"Just Once in My Life" is a song written by Gerry Goffin, Carole King and Phil Spector. The song was released by the Righteous Brothers in 1965 and reached No. 9 on the Billboard Hot 100.

The Righteous Brothers' original
After the success of the Righteous Brothers' first single with Phil Spector, "You've Lost That Lovin' Feelin'", the writers of the song Barry Mann and Cynthia Weil then wrote "(You're My) Soul and Inspiration" for them.

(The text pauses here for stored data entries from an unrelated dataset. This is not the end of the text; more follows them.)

//! UseCase: connection lifecycle and room membership.
//!
//! Owns the session <-> room bookkeeping: what happens when a socket is
//! authenticated, opened, joins or leaves a room, reports typing, and closes.
//! All room mutations and the snapshots they publish happen under the
//! [`RoomStateStore`] lock.

use std::sync::Arc;

use huddle_shared::time::Clock;

use crate::domain::{
    BroadcastDispatcher, ConnectionId, ConversationId, ConversationRepository,
    CredentialVerifier, MessageRepository, ParticipantRepository, PusherChannel, ServerEvent,
    Timestamp, UserId, UserRepository,
    event::{ChatHistory, NewMessage, RoomMembership, UserStatus},
};

use super::{
    error::{ChatError, ConnectError},
    message_pipeline::attach_senders,
    room_state::{RoomStateStore, Session, SessionHandle},
    typing::TypingTracker,
};

/// Default number of messages sent as history on join
pub const DEFAULT_HISTORY_LIMIT: usize = 50;

/// Read-side repositories the connection manager needs
#[derive(Clone)]
pub struct Directory {
    pub users: Arc<dyn UserRepository>,
    pub memberships: Arc<dyn ParticipantRepository>,
    pub conversations: Arc<dyn ConversationRepository>,
    pub messages: Arc<dyn MessageRepository>,
}

pub struct ConnectionManager {
    verifier: Arc<dyn CredentialVerifier>,
    directory: Directory,
    store: Arc<RoomStateStore>,
    typing: TypingTracker,
    dispatcher: Arc<dyn BroadcastDispatcher>,
    clock: Arc<dyn Clock>,
    history_limit: usize,
}

impl ConnectionManager {
    pub fn new(
        verifier: Arc<dyn CredentialVerifier>,
        directory: Directory,
        store: Arc<RoomStateStore>,
        typing: TypingTracker,
        dispatcher: Arc<dyn BroadcastDispatcher>,
        clock: Arc<dyn Clock>,
        history_limit: usize,
    ) -> Self {
        Self {
            verifier,
            directory,
            store,
            typing,
            dispatcher,
            clock,
            history_limit,
        }
    }

    /// Verify the handshake credential
    pub async fn authenticate(&self, token: &str) -> Result<UserId, ConnectError> {
        let user_id = self.verifier.verify(token).await?;
        tracing::debug!("Authenticated user {}", user_id);
        Ok(user_id)
    }

    /// Open a session for a verified user.
    ///
    /// Subscribes the connection to every conversation the user belongs to,
    /// marks the user online in each and broadcasts `userStatus` online.
    pub async fn connect(
        &self,
        user_id: UserId,
        channel: PusherChannel,
    ) -> Result<SessionHandle, ConnectError> {
        let memberships = self
            .directory
            .memberships
            .list_by_user(&user_id)
            .await
            .map_err(|e| ConnectError::MembershipUnavailable(e.to_string()))?;

        let connection_id = ConnectionId::generate();
        self.dispatcher
            .register(connection_id, user_id.clone(), channel);

        {
            let mut table = self.store.lock().await;
            let mut session = Session::new(connection_id, user_id.clone());
            for membership in &memberships {
                let conversation_id = &membership.conversation_id;
                self.dispatcher.subscribe(&connection_id, conversation_id);
                table.room_mut(conversation_id).join(&user_id, connection_id);
                session.joined.insert(conversation_id.clone());
                self.dispatcher.to_room(
                    conversation_id,
                    &ServerEvent::ChatStateSync(table.snapshot(conversation_id)),
                );
            }
            table.open_session(session);
            self.dispatcher.broadcast_global(&ServerEvent::UserStatus(UserStatus {
                user_id: user_id.clone(),
                is_online: true,
            }));
        }

        tracing::info!(
            "User {} connected as {} ({} conversation(s))",
            user_id,
            connection_id,
            memberships.len()
        );

        Ok(SessionHandle {
            connection_id,
            user_id,
        })
    }

    /// Tear a session down. Safe to call for a session that is already gone.
    ///
    /// `userStatus` offline is broadcast only when this was the user's last
    /// live connection. Both status broadcasts go out under the table lock, so
    /// the last one observed always matches the session table.
    pub async fn disconnect(&self, handle: &SessionHandle) {
        let now = Timestamp::new(self.clock.now_millis());
        if let Err(e) = self
            .directory
            .users
            .update_last_seen(&handle.user_id, now)
            .await
        {
            tracing::warn!("Failed to update last seen of {}: {}", handle.user_id, e);
        }

        {
            let mut table = self.store.lock().await;
            let Some(session) = table.close_session(&handle.connection_id) else {
                return;
            };
            let mut rooms: Vec<&ConversationId> = session.joined.iter().collect();
            rooms.sort();
            for conversation_id in rooms {
                self.dispatcher
                    .unsubscribe(&handle.connection_id, conversation_id);
                table
                    .room_mut(conversation_id)
                    .leave(&handle.user_id, &handle.connection_id);
                self.typing
                    .stop_locked(&mut table, &handle.user_id, conversation_id, true);
                self.dispatcher.to_room(
                    conversation_id,
                    &ServerEvent::ChatStateSync(table.snapshot(conversation_id)),
                );
            }
            self.dispatcher.unregister(&handle.connection_id);
            if !table.has_session_for(&handle.user_id) {
                self.dispatcher.broadcast_global(&ServerEvent::UserStatus(UserStatus {
                    user_id: handle.user_id.clone(),
                    is_online: false,
                }));
            }
        }

        tracing::info!(
            "User {} disconnected ({})",
            handle.user_id,
            handle.connection_id
        );
    }

    /// Join a conversation room and receive its recent history.
    ///
    /// Re-joining is allowed and sends history again, but other subscribers
    /// are told about the join only once.
    pub async fn join_chat(
        &self,
        handle: &SessionHandle,
        conversation_id: &str,
    ) -> Result<(), ChatError> {
        let conversation_id = ConversationId::new(conversation_id.to_string())?;
        self.ensure_member(&conversation_id, &handle.user_id).await?;

        let messages = self
            .directory
            .messages
            .find_by_conversation(&conversation_id, self.history_limit)
            .await?;
        let history = attach_senders(self.directory.users.as_ref(), messages).await?;

        let mut table = self.store.lock().await;
        let session = table
            .session_mut(&handle.connection_id)
            .ok_or(ChatError::SessionClosed)?;
        let newly_joined = session.joined.insert(conversation_id.clone());

        self.dispatcher
            .subscribe(&handle.connection_id, &conversation_id);
        table
            .room_mut(&conversation_id)
            .join(&handle.user_id, handle.connection_id);
        self.dispatcher.to_room(
            &conversation_id,
            &ServerEvent::ChatStateSync(table.snapshot(&conversation_id)),
        );
        self.dispatcher.to_connection(
            &handle.connection_id,
            &ServerEvent::ChatHistory(ChatHistory {
                conversation_id: conversation_id.clone(),
                messages: history,
            }),
        );
        if newly_joined {
            self.dispatcher.to_room_except(
                &conversation_id,
                &handle.connection_id,
                &ServerEvent::UserJoinedChat(RoomMembership {
                    user_id: handle.user_id.clone(),
                    conversation_id: conversation_id.clone(),
                }),
            );
        }
        tracing::debug!("User {} joined chat {}", handle.user_id, conversation_id);
        Ok(())
    }

    /// Leave a conversation room. Leaving a room never joined is a no-op.
    pub async fn leave_chat(
        &self,
        handle: &SessionHandle,
        conversation_id: &str,
    ) -> Result<(), ChatError> {
        let conversation_id = ConversationId::new(conversation_id.to_string())?;

        let mut table = self.store.lock().await;
        let session = table
            .session_mut(&handle.connection_id)
            .ok_or(ChatError::SessionClosed)?;
        if !session.joined.remove(&conversation_id) {
            return Ok(());
        }

        self.dispatcher
            .unsubscribe(&handle.connection_id, &conversation_id);
        table
            .room_mut(&conversation_id)
            .leave(&handle.user_id, &handle.connection_id);
        self.typing
            .stop_locked(&mut table, &handle.user_id, &conversation_id, true);
        self.dispatcher.to_room(
            &conversation_id,
            &ServerEvent::ChatStateSync(table.snapshot(&conversation_id)),
        );
        self.dispatcher.to_room(
            &conversation_id,
            &ServerEvent::UserLeftChat(RoomMembership {
                user_id: handle.user_id.clone(),
                conversation_id: conversation_id.clone(),
            }),
        );
        tracing::debug!("User {} left chat {}", handle.user_id, conversation_id);
        Ok(())
    }

    /// Pull every live connection of `user_id` out of a conversation room.
    ///
    /// Called after the membership itself is gone. Remaining subscribers get
    /// `userLeftChat` and, if a connection was evicted, a fresh snapshot.
    pub async fn evict_user(&self, user_id: &UserId, conversation_id: &ConversationId) {
        let mut table = self.store.lock().await;
        let connections = table.joined_connections(user_id, conversation_id);
        for connection_id in &connections {
            if let Some(session) = table.session_mut(connection_id) {
                session.joined.remove(conversation_id);
            }
            self.dispatcher.unsubscribe(connection_id, conversation_id);
            table.room_mut(conversation_id).leave(user_id, connection_id);
        }
        if !connections.is_empty() {
            self.typing
                .stop_locked(&mut table, user_id, conversation_id, true);
            self.dispatcher.to_room(
                conversation_id,
                &ServerEvent::ChatStateSync(table.snapshot(conversation_id)),
            );
        }
        self.dispatcher.to_room(
            conversation_id,
            &ServerEvent::UserLeftChat(RoomMembership {
                user_id: user_id.clone(),
                conversation_id: conversation_id.clone(),
            }),
        );
        tracing::debug!(
            "User {} evicted from chat {} ({} connection(s))",
            user_id,
            conversation_id,
            connections.len()
        );
    }

    /// Report typing activity in a room this connection has joined
    pub async fn typing(
        &self,
        handle: &SessionHandle,
        conversation_id: &str,
        is_typing: bool,
    ) -> Result<(), ChatError> {
        let conversation_id = ConversationId::new(conversation_id.to_string())?;

        let mut table = self.store.lock().await;
        let session = table
            .session(&handle.connection_id)
            .ok_or(ChatError::SessionClosed)?;
        if !session.joined.contains(&conversation_id) {
            return Err(ChatError::Validation(format!(
                "conversation '{}' has not been joined",
                conversation_id
            )));
        }
        self.typing
            .apply_locked(&mut table, &handle.user_id, &conversation_id, is_typing);
        Ok(())
    }

    /// Send a scoped `error` event to the connection that caused `error`
    pub fn report_error(&self, handle: &SessionHandle, action: &str, error: &ChatError) {
        tracing::warn!(
            "{} for user {} ({}): {}",
            action,
            handle.user_id,
            handle.connection_id,
            error
        );
        self.dispatcher.to_connection(
            &handle.connection_id,
            &ServerEvent::error(action, error.to_string()),
        );
    }

    /// Acknowledge a failed send to the sender only
    pub fn report_send_failure(&self, handle: &SessionHandle, error: &ChatError) {
        tracing::warn!(
            "Failed to send message for user {} ({}): {}",
            handle.user_id,
            handle.connection_id,
            error
        );
        self.dispatcher.to_connection(
            &handle.connection_id,
            &ServerEvent::NewMessage(NewMessage {
                success: false,
                message: None,
                error: Some(error.to_string()),
            }),
        );
    }

    async fn ensure_member(
        &self,
        conversation_id: &ConversationId,
        user_id: &UserId,
    ) -> Result<(), ChatError> {
        if self
            .directory
            .conversations
            .find_conversation(conversation_id)
            .await?
            .is_none()
        {
            return Err(ChatError::NotFound(format!(
                "conversation '{}'",
                conversation_id
            )));
        }
        if self
            .directory
            .memberships
            .find_participant(conversation_id, user_id)
            .await?
            .is_none()
        {
            return Err(ChatError::NotFound(format!(
                "participant '{}' in conversation '{}'",
                user_id, conversation_id
            )));
        }
        Ok(())
    }
}
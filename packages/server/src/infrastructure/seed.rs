//! Fixture loading for the in-memory store.
//!
//! Account management is handled elsewhere; a JSON seed file is how users,
//! conversations and memberships get into a standalone server.
//!
//! ```json
//! {
//!   "users": [{ "id": "alice", "name": "Alice" }],
//!   "conversations": [{ "id": "general", "type": "GROUP", "name": "General" }],
//!   "participants": [{ "userId": "alice", "conversationId": "general", "role": "admin" }]
//! }
//! ```

use std::{collections::HashSet, path::Path};

use serde::Deserialize;
use thiserror::Error;

use crate::domain::{Conversation, Participant, User};

use super::repository::InMemoryStore;

#[derive(Debug, Error)]
pub enum SeedError {
    #[error("failed to read seed file: {0}")]
    Io(#[from] std::io::Error),

    #[error("failed to parse seed file: {0}")]
    Parse(#[from] serde_json::Error),

    #[error("invalid seed data: {0}")]
    Invalid(String),
}

#[derive(Debug, Default, Deserialize)]
#[serde(default)]
pub struct SeedData {
    pub users: Vec<User>,
    pub conversations: Vec<Conversation>,
    pub participants: Vec<Participant>,
}

impl SeedData {
    pub fn from_json(raw: &str) -> Result<Self, SeedError> {
        let data: SeedData = serde_json::from_str(raw)?;
        data.validate()?;
        Ok(data)
    }

    pub fn load(path: &Path) -> Result<Self, SeedError> {
        let raw = std::fs::read_to_string(path)?;
        Self::from_json(&raw)
    }

    /// Every participant must reference a known user and conversation
    fn validate(&self) -> Result<(), SeedError> {
        let users: HashSet<_> = self.users.iter().map(|u| &u.id).collect();
        let conversations: HashSet<_> = self.conversations.iter().map(|c| &c.id).collect();
        for participant in &self.participants {
            if !users.contains(&participant.user_id) {
                return Err(SeedError::Invalid(format!(
                    "participant references unknown user '{}'",
                    participant.user_id
                )));
            }
            if !conversations.contains(&participant.conversation_id) {
                return Err(SeedError::Invalid(format!(
                    "participant references unknown conversation '{}'",
                    participant.conversation_id
                )));
            }
        }
        Ok(())
    }

    /// Load everything into `store`
    pub async fn apply(self, store: &InMemoryStore) {
        let SeedData {
            users,
            conversations,
            participants,
        } = self;

        for user in users {
            store.insert_user(user).await;
        }
        for conversation in conversations {
            let members: Vec<Participant> = participants
                .iter()
                .filter(|p| p.conversation_id == conversation.id)
                .cloned()
                .collect();
            store.insert_conversation(conversation, members).await;
        }
    }
}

The song however was not completed, and Spector instead asked Carole King to write a song for the duo, which turned out to be "Just Once in My Life".

The Righteous Brothers released their version as a single in April 1965 as the follow-up to "You've Lost That Lovin' Feelin'". Their second release on the Philles label, the single was another big hit, making the top ten of the Billboard Hot 100, reaching number nine.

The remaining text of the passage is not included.